On the way to work this morning, I had the pleasure of listening to one of my favorite country music channels. Pretty much following their usual playlist of Taylor Swift, Lady Antebellum and Miranda Lambert…they managed to work in a pretty well-known Kenney Chesney song “Everybody wants to go to Heaven.”
Now, not sure if the lyrics to this song would make you think as much as they did me, but it’s worth a shot:
Everybody wants to go to Heaven.
Get their wings and fly around.
Everybody wanna go to Heaven
but nobody wanna go now.
At first hearing, this song probably isn’t supposed to be taken all that literally, but I just can’t help myself. I began thinking about heaven and what an amazing blessing it would be to go there. I began to think of the choirs of angels, the feet of Christ and the radiant face of God.
Almost simultaneously, I began to think of Brian.
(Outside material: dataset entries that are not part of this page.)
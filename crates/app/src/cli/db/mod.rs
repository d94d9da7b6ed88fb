use clap::{Args, Subcommand};
use inventory_app::context::AppContext;
use tracing::info;

#[derive(Debug, Args)]
pub(crate) struct DbCommand {
    #[command(subcommand)]
    command: DbSubcommand,
}

#[derive(Debug, Subcommand)]
enum DbSubcommand {
    /// Apply pending migrations
    Migrate,
}

pub(crate) async fn run(context: &AppContext, command: DbCommand) -> Result<(), String> {
    match command.command {
        DbSubcommand::Migrate => {
            context
                .migrate()
                .await
                .map_err(|error| format!("failed to migrate database: {error}"))?;

            info!("database schema is up to date");

            Ok(())
        }
    }
}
I began to think of my parents and my brother. I began to think about my baby and all the things that I would miss if I was to find myself in heaven today. Would I be content if I never had the chance to have my child? Would I find myself longing for more earthly time with my family? Are there still things that I want to accomplish and experience before I settle down in the Kingdom of Christ?
What does it mean for your faith if you can almost rationalize how living in this world could compare with meeting what God has in store for you in eternity? Does that mean you are immature spiritually? Does it mean that you have put your family above God?
Does it mean…anything?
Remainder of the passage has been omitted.